I. RELEVANT BACKGROUND

A. Factual Background

Plaintiff was born in 1992. (T. 80.) He completed the 11th grade. (T. 36, 72.) Generally, Plaintiff's alleged disability consists of anxiety, panic disorder, depression, agoraphobia, Ehlers-Danlos syndrome, migraines, and sleep disorder. (T. 68.) His alleged disability onset date is July 31, 2016. (T. 80.)

B. Procedural History

On August 2, 2017, Plaintiff applied for Supplemental Security Income (“SSI”) under Title XVI of the Social Security Act. (T. 80.) Plaintiff's application was initially denied, after which he timely requested a hearing before an Administrative Law Judge (“the ALJ”). On September 4, 2019, Plaintiff appeared before the ALJ, Rosanne M. Dummer. (T. 30-56.) On October 10, 2019, ALJ Dummer issued a written decision finding Plaintiff not disabled under the Social Security Act. (T. 7-29.) On June 22, 2020, the AC denied Plaintiff's request for review, rendering the ALJ's decision the final decision of the Commissioner. (T. 1-6.) Thereafter, Plaintiff timely sought judicial review in this Court.

C. The ALJ's Decision

Generally, in her decision, the ALJ made the following five findings of fact and conclusions of law. (T. 12-25.) First, the ALJ found Plaintiff had not engaged in substantial gainful activity since August 2, 2017. (T. 12.) Second, the ALJ found Plaintiff had the severe impairments of: generalized anxiety disorder, bipolar II disorder, major depressive disorder, panic disorder with agoraphobia, borderline personality disorder, mood disorder due to physical condition, episodic cannabis abuse and rule out cannabis dependence, and Ehlers-Danlos syndrome. (Id.) Third, the ALJ found Plaintiff did not have an impairment that meets or medically equals one of the listed impairments located in 20 C.F.R. Part 404, Subpart P, Appendix. 1. (T. 13.) Fourth, the ALJ found Plaintiff had the residual functional capacity (“RFC”) to perform: Before proceeding to step four, the ALJ determined that Plaintiff retained the RFC to perform medium work as defined in 20 C.F.R. § 416.967(c) except Plaintiff could:

lift/carry 50 pounds occasionally and 25 pounds frequently; sit six of eight hours, and stand/walk six of eight hours. [Plaintiff] should not work on ladders or scaffold, at unprotected heights, and should avoid work hazards, such as dangerous moving machinery. He should not perform at commercial driving. [Plaintiff] could occasionally climb ramps/stairs, balance, stoop, kneel, crouch, and crawl. He should avoid work around bright, flashing lights or loud noise (i.e., street construction). Secondary to mental impairments, [Plaintiff] could understand, remember, and carry out instructions for routine, repetitive, unskilled work; he could sustain attention and concentration for two-hour segments of time in an eight-hour day. [Plaintiff] could interact with coworkers and supervisors for work-related and task-oriented interactions; he could tolerate rare to no contact with the public. [Plaintiff] is able to adapt to changes in the work setting for routine, repetitive, unskilled work. He should not have to perform any job that requires mathematic calculations. [Plaintiff] should avoid fast pace or high production goal work.
(T. 14-15.) Fifth, the ALJ determined Plaintiff had no past relevant work; however, there were jobs that existed in significant numbers in the national economy Plaintiff could perform. (T. 23-25.)

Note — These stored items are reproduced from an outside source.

//! Validation utilities for the FTI Member Portal
//!
//! Includes Thailand-specific validations for registration identifiers.

use crate::models::application::{AddressPayload, RepresentativePayload};

// ============================================================================
// General Validations
// ============================================================================

/// Validate email format (basic check)
pub fn validate_email(email: &str) -> Result<(), &'static str> {
    if email.contains('@') && email.contains('.') && email.len() >= 5 {
        Ok(())
    } else {
        Err("Invalid email format")
    }
}

/// Validate password strength
pub fn validate_password(password: &str) -> Result<(), &'static str> {
    if password.len() < 8 {
        return Err("Password must be at least 8 characters");
    }
    Ok(())
}

/// Validate a rejection reason: must contain at least one
/// non-whitespace character.
pub fn validate_rejection_reason(reason: &str) -> Result<(), &'static str> {
    if reason.trim().is_empty() {
        return Err("Rejection reason must not be empty");
    }
    Ok(())
}

// ============================================================================
// Thailand-Specific Validations
// ============================================================================

/// Validate Thai phone number format
/// Accepts: 0812345678, 081-234-5678, +66812345678
pub fn validate_thai_phone(phone: &str) -> Result<(), &'static str> {
    let digits: String = phone.chars().filter(|c| c.is_ascii_digit()).collect();

    // Thai number: 9-10 digits starting with 0 (mobile or landline)
    if (digits.len() == 9 || digits.len() == 10) && digits.starts_with('0') {
        return Ok(());
    }
    // International format without leading 0
    if digits.len() == 9 && !digits.starts_with('0') {
        return Ok(());
    }
    // International format with country code: starts with 66
    if digits.len() == 11 && digits.starts_with("66") {
        return Ok(());
    }

    Err("Invalid Thai phone number format")
}

/// Validate Thai National ID (เลขประจำตัวประชาชน)
/// 13-digit number with checksum validation
pub fn validate_thai_national_id(id: &str) -> Result<(), &'static str> {
    let digits: String = id.chars().filter(|c| c.is_ascii_digit()).collect();

    if digits.len() != 13 {
        return Err("Thai National ID must be 13 digits");
    }

    // Checksum validation using modulo 11 algorithm
    let chars: Vec<u32> = digits.chars().filter_map(|c| c.to_digit(10)).collect();
    if chars.len() != 13 {
        return Err("Invalid Thai National ID format");
    }

    let mut sum = 0;
    for (i, &digit) in chars.iter().take(12).enumerate() {
        sum += digit * (13 - i as u32);
    }

    let check_digit = (11 - (sum % 11)) % 10;
    if check_digit != chars[12] {
        return Err("Invalid Thai National ID checksum");
    }

    Ok(())
}

/// Validate Thai Tax ID (เลขประจำตัวผู้เสียภาษี)
/// 13-digit number for businesses/individuals
pub fn validate_thai_tax_id(tax_id: &str) -> Result<(), &'static str> {
    let digits: String = tax_id.chars().filter(|c| c.is_ascii_digit()).collect();

    if digits.len() != 13 {
        return Err("Thai Tax ID must be 13 digits");
    }

    Ok(())
}

/// Validate Thai postal code (5 digits)
pub fn validate_thai_postal_code(postal_code: &str) -> Result<(), &'static str> {
    if postal_code.len() == 5 && postal_code.chars().all(|c| c.is_ascii_digit()) {
        Ok(())
    } else {
        Err("Thai postal code must be 5 digits")
    }
}

// ============================================================================
// Application Payload Validations
// ============================================================================

/// Validate an application's address list: at least one address, no
/// duplicate address types, and a valid postal code on each.
pub fn validate_addresses(addresses: &[AddressPayload]) -> Result<(), &'static str> {
    if addresses.is_empty() {
        return Err("At least one address is required");
    }

    for (i, address) in addresses.iter().enumerate() {
        validate_thai_postal_code(&address.postal_code)?;
        if addresses[..i]
            .iter()
            .any(|a| a.address_type == address.address_type)
        {
            return Err("Duplicate address type");
        }
    }

    Ok(())
}

/// Validate an application's representative list: non-empty with exactly
/// one representative marked primary.
pub fn validate_representatives(
    representatives: &[RepresentativePayload],
) -> Result<(), &'static str> {
    if representatives.is_empty() {
        return Err("At least one representative is required");
    }

    let primary_count = representatives.iter().filter(|r| r.is_primary).count();
    if primary_count != 1 {
        return Err("Exactly one representative must be marked primary");
    }

    Ok(())
}

#[cfg(test)]
mod tests {
    use super::*;
    use crate::models::application::AddressType;

    // ========================================================================
    // General Validation Tests
    // ========================================================================

    #[test]
    fn test_validate_email_valid() {
        assert!(validate_email("test@example.com").is_ok());
        assert!(validate_email("user.name@domain.co.th").is_ok());
    }

    #[test]
    fn test_validate_email_invalid() {
        assert!(validate_email("invalid").is_err());
        assert!(validate_email("no@domain").is_err());
        assert!(validate_email("@.").is_err());
    }

    #[test]
    fn test_validate_password() {
        assert!(validate_password("password123").is_ok());
        assert!(validate_password("12345678").is_ok());
        assert!(validate_password("short").is_err());
    }

    #[test]
    fn test_validate_rejection_reason() {
        assert!(validate_rejection_reason("เอกสารไม่ครบ").is_ok());
        assert!(validate_rejection_reason("missing documents").is_ok());
        assert!(validate_rejection_reason("").is_err());
        assert!(validate_rejection_reason("   ").is_err());
        assert!(validate_rejection_reason("\t\n").is_err());
    }

    // ========================================================================
    // Thailand-Specific Validation Tests
    // ========================================================================

    #[test]
    fn test_validate_thai_phone_valid() {
        // Standard Thai mobile
        assert!(validate_thai_phone("0812345678").is_ok());
        // With dashes
        assert!(validate_thai_phone("081-234-5678").is_ok());
        // Bangkok landline (9 digits)
        assert!(validate_thai_phone("021234567").is_ok());
        // International format
        assert!(validate_thai_phone("+66812345678").is_ok());
        assert!(validate_thai_phone("66812345678").is_ok());
    }

    #[test]
    fn test_validate_thai_phone_invalid() {
        assert!(validate_thai_phone("12345").is_err());
        assert!(validate_thai_phone("123456789012").is_err());
        assert!(validate_thai_phone("abcdefghij").is_err());
    }

    #[test]
    fn test_validate_thai_national_id_valid() {
        // Valid Thai ID with correct checksum
        assert!(validate_thai_national_id("1100700000001").is_ok());
    }

    #[test]
    fn test_validate_thai_national_id_invalid() {
        // Wrong length
        assert!(validate_thai_national_id("123456789").is_err());
        // Invalid checksum
        assert!(validate_thai_national_id("1234567890123").is_err());
    }

    #[test]
    fn test_validate_thai_tax_id_valid() {
        assert!(validate_thai_tax_id("0123456789012").is_ok());
        assert!(validate_thai_tax_id("1234567890123").is_ok());
    }

    #[test]
    fn test_validate_thai_tax_id_invalid() {
        assert!(validate_thai_tax_id("123456789").is_err());
        assert!(validate_thai_tax_id("12345678901234").is_err());
    }

    #[test]
    fn test_validate_thai_postal_code() {
        assert!(validate_thai_postal_code("10110").is_ok());
        assert!(validate_thai_postal_code("50000").is_ok());
        assert!(validate_thai_postal_code("1011").is_err());
        assert!(validate_thai_postal_code("101100").is_err());
        assert!(validate_thai_postal_code("1011x").is_err());
    }

    // ========================================================================
    // Payload Validation Tests
    // ========================================================================

    fn address(address_type: AddressType) -> AddressPayload {
        AddressPayload {
            address_type,
            address_line: "123 ถนนสุขุมวิท".to_string(),
            subdistrict: "คลองเตย".to_string(),
            district: "คลองเตย".to_string(),
            province: "กรุงเทพมหานคร".to_string(),
            postal_code: "10110".to_string(),
            phone: None,
            fax: None,
            email: None,
        }
    }

    fn representative(is_primary: bool) -> RepresentativePayload {
        RepresentativePayload {
            is_primary,
            title: Some("นาย".to_string()),
            first_name_th: "สมชาย".to_string(),
            last_name_th: "ใจดี".to_string(),
            first_name_en: None,
            last_name_en: None,
            position: Some("กรรมการผู้จัดการ".to_string()),
            phone: None,
            email: None,
            display_order: 1,
        }
    }

    #[test]
    fn test_validate_addresses_valid() {
        let addresses = vec![address(AddressType::HeadOffice), address(AddressType::Factory)];
        assert!(validate_addresses(&addresses).is_ok());
    }

    #[test]
    fn test_validate_addresses_empty() {
        assert!(validate_addresses(&[]).is_err());
    }

    #[test]
    fn test_validate_addresses_duplicate_type() {
        let addresses = vec![address(AddressType::HeadOffice), address(AddressType::HeadOffice)];
        assert!(validate_addresses(&addresses).is_err());
    }

    #[test]
    fn test_validate_addresses_bad_postal_code() {
        let mut bad = address(AddressType::HeadOffice);
        bad.postal_code = "abc".to_string();
        assert!(validate_addresses(&[bad]).is_err());
    }

    #[test]
    fn test_validate_representatives_exactly_one_primary() {
        assert!(validate_representatives(&[representative(true)]).is_ok());
        assert!(validate_representatives(&[representative(true), representative(false)]).is_ok());
    }

    #[test]
    fn test_validate_representatives_invalid() {
        assert!(validate_representatives(&[]).is_err());
        assert!(validate_representatives(&[representative(false)]).is_err());
        assert!(validate_representatives(&[representative(true), representative(true)]).is_err());
    }
}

II. THE PARTIES' BRIEFINGS ON PLAINTIFF'S MOTION

A. Plaintiff's Arguments

Plaintiff makes one argument in support of his motion for judgment on the pleadings. Plaintiff argues the RFC is not supported by substantial evidence because the opinion of the medical expert was vague, the ALJ did not properly weigh the opinion of the treating nurse practitioner, and the ALJ erred in giving more weight to the non- examining medical expert over the treating source. (Dkt. No. 11 at 8-11.) Plaintiff also filed a reply in which she deemed no reply necessary. (Dkt. No. 13.)

B. Defendant's Arguments

In response, Defendant makes one argument. Defendant argues the ALJ's mental RFC finding was supported by substantial evidence. (Dkt. No. 12 at 6-16.)

III. RELEVANT LEGAL STANDARD

A. Standard of Review

A court reviewing a denial of disability benefits may not determine de novo whether an individual is disabled. See 42 U.S.C. §§ 405(g), 1383(c)(3); Wagner v. Sec'y of Health & Human Servs., 906 F.2d 856, 860 (2d Cir. 1990). Rather, the Commissioner's determination will only be reversed if the correct legal standards were not applied, or it was not supported by substantial evidence. See Johnson v. Bowen, 817 F.2d 983, 986 (2d Cir. 1987) (“Where there is a reasonable basis for doubt whether the ALJ applied correct legal principles, application of the substantial evidence standard to uphold a finding of no disability creates an unacceptable risk that a claimant will be deprived of the right to have her disability determination made according to the correct legal principles.”); Grey v. Heckler, 721 F.2d 41, 46 (2d Cir. 1983); Marcus v. Califano, 615 F.2d 23, 27 (2d Cir. 1979).

“Substantial evidence” is evidence that amounts to “more than a mere scintilla, ” and has been defined as “such relevant evidence as a reasonable mind might accept as adequate to support a conclusion.” Richardson v. Perales, 402 U.S. 389, 401, 91 S.Ct. 1420, 1427 (1971). Where evidence is deemed susceptible to more than one rational interpretation, the Commissioner's conclusion must be upheld. See Rutherford v. Schweiker, 685 F.2d 60, 62 (2d Cir. 1982).

“To determine on appeal whether the ALJ's findings are supported by substantial evidence, a reviewing court considers the whole record, examining evidence from both sides, because an analysis of the substantiality of the evidence must also include that which detracts from its weight.” Williams v. Bowen, 859 F.2d 255, 258 (2d Cir. 1988).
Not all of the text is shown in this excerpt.